De Assis Diniz- Na época, havia todo um clima de muita insatisfação. O Governo Collor tinha construído um conjunto de políticas, principalmente o confisco da poupança e a redução da massa salarial, os contratos e os acordos salariais, todos abaixo da inflação, gerando um clima de desemprego. O que tornava o país extremamente insolúvel para a qualidade e padrão de vida da classe trabalhadora.
Vem para o Ceará o Collor com o então governador Ciro Gomes e ele em Juazeiro do Norte, ao lado do Frei Damião, imaginaram que com a imagem do Frei Damião, um homem que tem uma bondade infinita, poderia evitar qualquer manifestação.
E a Central Única dos Trabalhadores (CUT), os sindicatos, sobretudo o sindicato dos metalúrgicos, viviam em uma campanha forte do “Fora Collor”. Eles organizam uma ida até Juazeiro do Norte. E lá nos preparamos, fizemos uma concentração antes no Memorial (Padre Cícero) e saímos em caminhada até chegar muito próximo onde estavam discursando as autoridades.
E é, naquele momento, que nós somos cercados inicialmente, ficamos isolados entre a população e a segurança do evento. Levantando palavra de ordem, fazendo as denúncias de desemprego, arrocho salarial, recessão, cortes da indústria nacional, levantamos uma faixa pela derrubada do Governo Fernando Collor. Exatamente neste momento, ele tava discursando.
Ele olha e faz algumas afirmações, já tinha feito palavras soltas caracterizando Lampião, ele, e nesse momento ele diz: “Não nasci com medo de afobação, nem tenho medo de cara feia. O meu pai já me dizia desde pequeno que eu havia nascido com aquilo roxo. E tenho mesmo, para enfrentar todos aqueles que querem conspirar contra o processo democrático”.

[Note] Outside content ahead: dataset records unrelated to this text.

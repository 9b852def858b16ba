//! In-memory SessionStore implementation.
//!
//! Keeps the collection in a `Mutex<Vec<Session>>`. Nothing survives the
//! process; used for tests and throwaway runs.

use esnotes_core::session::{Session, SessionStore, validate_collection};
use esnotes_core::{EsnotesError, Result};
use std::sync::{Mutex, MutexGuard};

#[derive(Debug, Default)]
pub struct InMemorySessionStore {
    sessions: Mutex<Vec<Session>>,
}

impl InMemorySessionStore {
    pub fn new() -> Self {
        Self::default()
    }

    /// Creates a store pre-populated with `sessions`.
    pub fn with_sessions(sessions: Vec<Session>) -> Result<Self> {
        validate_collection(&sessions)?;
        Ok(Self {
            sessions: Mutex::new(sessions),
        })
    }

    fn guard(&self) -> MutexGuard<'_, Vec<Session>> {
        self.sessions
            .lock()
            .unwrap_or_else(|poisoned| poisoned.into_inner())
    }
}

impl SessionStore for InMemorySessionStore {
    fn list(&self) -> Vec<Session> {
        self.guard().clone()
    }

    fn get(&self, session_id: &str) -> Option<Session> {
        self.guard().iter().find(|s| s.id == session_id).cloned()
    }

    fn add(&self, session: Session) -> Result<()> {
        session.validate()?;
        let mut sessions = self.guard();
        if sessions.iter().any(|s| s.id == session.id) {
            return Err(EsnotesError::validation(format!(
                "Duplicate session id '{}'",
                session.id
            )));
        }
        sessions.push(session);
        Ok(())
    }

    fn remove(&self, session_id: &str) -> Result<()> {
        self.guard().retain(|s| s.id != session_id);
        Ok(())
    }

    fn replace_all(&self, sessions: Vec<Session>) -> Result<()> {
        validate_collection(&sessions)?;
        *self.guard() = sessions;
        Ok(())
    }

    fn update(&self, f: &mut dyn FnMut(&mut Vec<Session>) -> Result<()>) -> Result<()> {
        let mut guard = self.guard();
        let mut working = guard.clone();
        f(&mut working)?;
        validate_collection(&working)?;
        *guard = working;
        Ok(())
    }
}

Na parte de baixo, há uma repressão muito forte. Como nós estávamos isolados, já que tinha um cerco montado pela segurança, a repressão foi seletiva. Os dirigentes tiveram alguns que apanharam muito. No meu caso eu tive (sofri) um golpe de capoeira, que é o martelo, muito forte e acabou atingindo o meu braço. Quando a pancada vem, senti a dor e acaba desmaiando tamanha intensidade.
OP - Como esse momento foi importante para iniciar as grandes manifestações e abrir as portas para os movimentos do “Fora Collor” que levaram ao impeachment dele?

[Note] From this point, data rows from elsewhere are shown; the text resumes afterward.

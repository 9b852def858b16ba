use anyhow::Result;
use colored::{ColoredString, Colorize};
use esnotes_application::report::{format_duration, render_report};
use esnotes_core::EsnotesError;
use esnotes_core::note::{Note, NoteIndicator, NoteType};
use esnotes_core::session::{Session, SessionStore};
use esnotes_core::timestamp;

use super::context::AppContext;

/// Colored dot for a note type.
pub fn indicator(note_type: &NoteType) -> ColoredString {
    let dot = "●";
    match note_type.indicator() {
        NoteIndicator::Green => dot.green(),
        NoteIndicator::Red => dot.red(),
        NoteIndicator::Yellow => dot.yellow(),
        NoteIndicator::Blue => dot.blue(),
        NoteIndicator::Magenta => dot.magenta(),
    }
}

pub fn print_note(index: usize, note: &Note) {
    println!(
        "{} {} {}",
        format!("{:>3}.", index + 1).bright_black(),
        indicator(&note.note_type),
        note.note_type.as_str().bold()
    );
    for line in note.content.lines() {
        println!("      {}", line);
    }
    println!(
        "      {}",
        format!("app: {}  os: {}  env: {}", note.app, note.os, note.env).bright_black()
    );
}

fn find(ctx: &AppContext, id: &str) -> Result<Session> {
    ctx.store
        .get(id)
        .ok_or_else(|| EsnotesError::not_found("Session", id).into())
}

pub fn list(ctx: &AppContext) -> Result<()> {
    let sessions = ctx.store.list();
    if sessions.is_empty() {
        println!("{}", "No sessions stored.".bright_black());
        return Ok(());
    }

    for session in &sessions {
        println!(
            "{}  {}  {}  {} notes  {}",
            session.id.bright_black(),
            timestamp::to_canonical(&session.date),
            format_duration(session.duration),
            session.note_count(),
            session.name.bold()
        );
    }
    Ok(())
}

pub fn show(ctx: &AppContext, id: &str) -> Result<()> {
    let session = find(ctx, id)?;

    println!("{}", session.name.bright_magenta().bold());
    println!(
        "{}",
        format!(
            "{}  duration {}  {} notes",
            timestamp::to_canonical(&session.date),
            format_duration(session.duration),
            session.note_count()
        )
        .bright_black()
    );
    println!();
    for (index, note) in session.notes.iter().enumerate() {
        print_note(index, note);
    }
    Ok(())
}

pub fn delete(ctx: &AppContext, id: &str) -> Result<()> {
    let session = find(ctx, id)?;
    ctx.store.remove(id)?;
    println!("{}", format!("Deleted session '{}'", session.name).green());
    Ok(())
}

pub fn report(ctx: &AppContext, id: &str, lines_per_page: Option<usize>) -> Result<()> {
    let session = find(ctx, id)?;
    let lines_per_page = lines_per_page.unwrap_or(ctx.config.report.lines_per_page);
    print!("{}", render_report(&session, lines_per_page));
    Ok(())
}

De Assis - Esse fato se torna relevante para a historiografia brasileira porque nós estávamos denunciando corrupção, denunciando todas as mazelas que o irmão Pedro Collor já denunciava, então nós concatenamos a denúncia do confisco da poupança e abusos que, na época, o próprio irmão já denunciava com o seu coordenador de campanha, Paulo César Farias.
E aquilo tudo nos levou para as manchetes porque o Collor, quando termina o ato ele, vai para a imprensa e faz uma conclamação, convida os patriotas, convida os que amam o Brasil no domingo, isso foi numa quarta-feira, e o que aconteceu foi exatamente o oposto. A sociedade brasileira, ao invés de ir para as ruas de verde e amarelo, foi vestida de preto e ali nasce um amplo movimento chamado “caras pintadas” que trouxe a base social para que o Congresso tivesse condições de fazer o afastamento e a votação do impedimento do presidente da República, Fernando Collor de Mello.

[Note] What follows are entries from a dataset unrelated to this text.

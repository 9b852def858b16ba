//! Unified path management for esnotes files.
//!
//! Resolves the configuration and data directories for the current platform,
//! honouring environment overrides.

use std::path::PathBuf;

/// Environment variable overriding the configuration directory.
pub const CONFIG_DIR_ENV: &str = "ESNOTES_CONFIG_DIR";

/// Environment variable overriding the data directory.
pub const DATA_DIR_ENV: &str = "ESNOTES_DATA_DIR";

const APP_NAME: &str = "esnotes";

/// Errors that can occur during path resolution.
#[derive(Debug)]
pub enum PathError {
    /// The platform directory could not be determined.
    HomeDirNotFound,
}

impl std::fmt::Display for PathError {
    fn fmt(&self, f: &mut std::fmt::Formatter<'_>) -> std::fmt::Result {
        match self {
            PathError::HomeDirNotFound => write!(f, "Cannot find home directory"),
        }
    }
}

impl std::error::Error for PathError {}

/// Unified path management for esnotes.
///
/// # Directory Structure
///
/// ```text
/// ~/.config/esnotes/           # Config directory ($ESNOTES_CONFIG_DIR)
/// └── config.toml              # Application configuration
///
/// ~/.local/share/esnotes/      # Data directory ($ESNOTES_DATA_DIR or [storage].data_dir)
/// └── sessions.json            # Persisted session collection
/// ```
pub struct EsnotesPaths;

impl EsnotesPaths {
    fn from_env(name: &str) -> Option<PathBuf> {
        std::env::var_os(name)
            .filter(|value| !value.is_empty())
            .map(PathBuf::from)
    }

    /// Returns the esnotes configuration directory.
    ///
    /// # Returns
    ///
    /// - `Ok(PathBuf)`: Path to config directory (e.g., `~/.config/esnotes/`)
    /// - `Err(PathError::HomeDirNotFound)`: Could not determine directory
    pub fn config_dir() -> Result<PathBuf, PathError> {
        if let Some(dir) = Self::from_env(CONFIG_DIR_ENV) {
            return Ok(dir);
        }
        dirs::config_dir()
            .map(|dir| dir.join(APP_NAME))
            .ok_or(PathError::HomeDirNotFound)
    }

    /// Returns the esnotes data directory.
    ///
    /// # Returns
    ///
    /// - `Ok(PathBuf)`: Path to data directory (e.g., `~/.local/share/esnotes/`)
    /// - `Err(PathError::HomeDirNotFound)`: Could not determine directory
    pub fn data_dir() -> Result<PathBuf, PathError> {
        if let Some(dir) = Self::from_env(DATA_DIR_ENV) {
            return Ok(dir);
        }
        dirs::data_dir()
            .map(|dir| dir.join(APP_NAME))
            .ok_or(PathError::HomeDirNotFound)
    }

    /// Returns the path to the main configuration file.
    pub fn config_file() -> Result<PathBuf, PathError> {
        Ok(Self::config_dir()?.join("config.toml"))
    }
}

Mas aquela era uma situação extremamente delicada aos padrões do que foi a violência da política que o governo federal adotou, principalmente ao enfrentamento aos sindicatos no desemprego e arrocho salarial e sobretudo a condição que campeava e era algo que estava empenhado na estrutura de poder das entidades e estatais.
OP - Anos depois o senhor encontrou o Collor em Brasília e com o segurança que o agrediu. Como foi esse encontro e em que momento?
De Assis - Eu estava em Brasília, já no segundo mandato do presidente Lula. Eu fazia parte do Fórum Nacional do Trabalho, que o presidente Lula criou para discutir as bases de uma reforma trabalhista sindical. Teve um evento que os senadores estavam presentes e eu me dirigi ao Collor.
Disse: “Olha, não sei se você lembra, mas lá em Juazeiro do Norte quando você disse que tinha ‘aquilo roxo’ eu era um dos que estava lá e fui inclusive atingido pela violência da repressão pelo seu segurança, o Dário Cavalcante”. Aí ele sorriu e disse: “O Dário Cavalcante tá comigo até hoje”. Apontou e ele (Dário) estava lá fora.
É um momento anos depois que merece uma reflexão de que, na política, você não tem um inimigo pessoal, você tem uma ordem de classes e uma conjuntura que mostra a necessidade de se construir as ações e as articulações para desenvolver os processos e as organizações e principalmente, tornar viável aquilo que você pode apresentar na construção das políticas públicas.
Foi um encontro social, não tive e não tenho relações, nem na época, nem hoje com o ex-presidente. Foi apenas um momento ali de cinco ou talvez dez minutos numa roda social onde tinha praticamente todos os membros que compunham o Fórum Social do Trabalho, representantes dos trabalhadores, setor empresarial e do governo. Um episódio à parte. O Collor, você pode ter as divergências, mas ele tem uma vida social e trata de forma respeitosa as pessoas.
OP - E como o senhor vê a decisão do Supremo Tribunal Federal (STF) de prender o Collor?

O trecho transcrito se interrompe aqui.